# Parse CIFs

Use `deepometry.parse` module to transform .CIF files to NumPy arrays. In this example, .CIF files are stored at `/data/raw/` in subdirectories corresponding to the experiment, date, sample, replicate, and class labels. There may be more than one .CIF file per class label.

    /data/raw/
        Experiment 001/
            Day 1/
                Sample A/
                    Replicate 1/
                        Class A/
                            A_foo.cif
                            A_bar.cif
                        Class B/
                            B_foo.cif
                            B_foo.cif
        Experiment 002/
            Day 1/
                Sample A/
                    Replicate 1/
                        Class A/
                            A_foo.cif
                        Class B/
                            B_bar.cif
                            B_foo.cif
        ...

Within each .CIF file, we shall parse the images of selected channels of each object into a numpy array, e.g. one cell - one numpy array that contains multiple channels (3D tensor). The arrays are stored at `/data/parsed` in subdirectories mirroring original data structure. Array filenames will have metadata prefixes, followed by a hex series.

    /data/parsed/
        Experiment 001/
            Day 1/
                Sample A/
                    Replicate 1/
                        Class A/
                            A__32e88e1ac3a8f44bf8f77371155553b9.npy
                            A__3dc56a0c446942aa0da170acfa922091.npy
                        Class B/
                            B__8068ef7dcddd89da4ca9740bd2ccb31e.npy
        Experiment 002/
            Day 1/
                Sample A/
                    Replicate 1/
                        Class A/
                            A__8348deaa70dfc95c46bd02984d28b873.npy
                        Class B/
                            B__c1ecbca7bd98c01c1d3293b64cd6739a.npy
                            B__c56cfb8e7e7121dd822e47c67d07e2d4.npy
        ...

# User's settings

In [None]:
input_dir = '/data/raw'
output_dir = '/data/parsed/'

# channels = [0, 1]
channels = None # for all possible channels

frame = 55

montage_size = 0

# Executable

In [None]:
import glob
import os.path

import bioformats
import javabridge

import deepometry.parse

javabridge.start_vm(class_path=bioformats.JARS, max_heap_size="8G")

In [None]:
all_subdirs = [x[0] for x in os.walk(input_dir)]
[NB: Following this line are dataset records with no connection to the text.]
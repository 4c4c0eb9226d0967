use std::io;
use std::path::Path;
use tracing_appender::non_blocking::WorkerGuard;
use tracing_subscriber::EnvFilter;
use tracing_subscriber::fmt;
use tracing_subscriber::layer::SubscriberExt;
use tracing_subscriber::util::{SubscriberInitExt, TryInitError};

/// `RUST_LOG` wins over the configured filter when it is set and valid.
pub fn env_filter(fallback: &str) -> EnvFilter {
    EnvFilter::try_from_default_env()
        .or_else(|_| EnvFilter::try_new(fallback))
        .unwrap_or_else(|_| EnvFilter::new("info"))
}

/// Routes the diagnostic channel to `path` so it does not draw over the
/// terminal form. The guard must outlive the program's last log line.
pub fn init_file(filter: &str, path: &Path) -> Result<WorkerGuard, TryInitError> {
    let dir = match path.parent() {
        Some(parent) if !parent.as_os_str().is_empty() => parent,
        _ => Path::new("."),
    };
    let file_name = path
        .file_name()
        .map(|name| name.to_os_string())
        .unwrap_or_else(|| "workout-form.log".into());

    let file_appender = tracing_appender::rolling::never(dir, file_name);
    let (non_blocking, guard) = tracing_appender::non_blocking(file_appender);

    tracing_subscriber::registry()
        .with(env_filter(filter))
        .with(fmt::layer().with_ansi(false).with_writer(non_blocking))
        .try_init()?;
    Ok(guard)
}

pub fn init_stderr(filter: &str) -> Result<(), TryInitError> {
    tracing_subscriber::registry()
        .with(env_filter(filter))
        .with(fmt::layer().with_writer(io::stderr))
        .try_init()
}
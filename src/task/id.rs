use std::fmt;

/// Sequence number of one submission attempt, unique per handler.
#[derive(Debug, Clone, Copy, PartialEq, Eq, Hash, PartialOrd, Ord)]
pub struct SubmissionId(u64);

impl SubmissionId {
    pub fn new(value: u64) -> Self {
        Self(value)
    }

    pub fn get(self) -> u64 {
        self.0
    }
}

impl fmt::Display for SubmissionId {
    fn fmt(&self, f: &mut fmt::Formatter<'_>) -> fmt::Result {
        write!(f, "#{}", self.0)
    }
}

impl From<u64> for SubmissionId {
    fn from(value: u64) -> Self {
        Self(value)
    }
}

/// Where submissions are POSTed.
pub const DEFAULT_ENDPOINT: &str = "/workouts/";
possible_labels = sorted(list(set([os.path.basename(i) for i in all_subdirs])))

# Book-keepers for all metadata
experiments = [i for i in possible_labels if 'experiment' in i.lower()]
days = [i for i in possible_labels if 'day' in i.lower()]
samples = [i for i in possible_labels if 'sample' in i.lower()]
replicates = [i for i in possible_labels if 'replicate' in i.lower()]
classes = [i for i in possible_labels if 'class' in i.lower()]

In [None]:
print('Parsing... Please wait!')

for exp in experiments:
    for day in days:
        for sample in samples:
            for rep in replicates:
                for cl in classes:
                    folder_path = os.path.join(input_dir,exp,day,sample,rep,cl)

                    if os.path.exists(folder_path):
                        pathnames_tif = glob.glob(os.path.join(folder_path, '*.tif'))
                        pathnames_tiff = glob.glob(os.path.join(folder_path, '*.tiff'))
                        pathnames_cif = glob.glob(os.path.join(folder_path, '*.cif'))

                        for paths in [pathnames_tif, pathnames_tiff, pathnames_cif]:
                            if len(paths) > 0:
                                dest_dir = os.path.join(output_dir,exp,day,sample,rep,cl)

                                deepometry.parse.parse(
                                    paths=paths, 
                                    output_directory=dest_dir, 
                                    meta=exp + '_' + day + '_' + sample + '_' + rep + '_' + cl,                                        
                                    size=int(frame),
                                    channels=channels,
                                    montage_size=int(montage_size)
                                )
                                
print('Done.')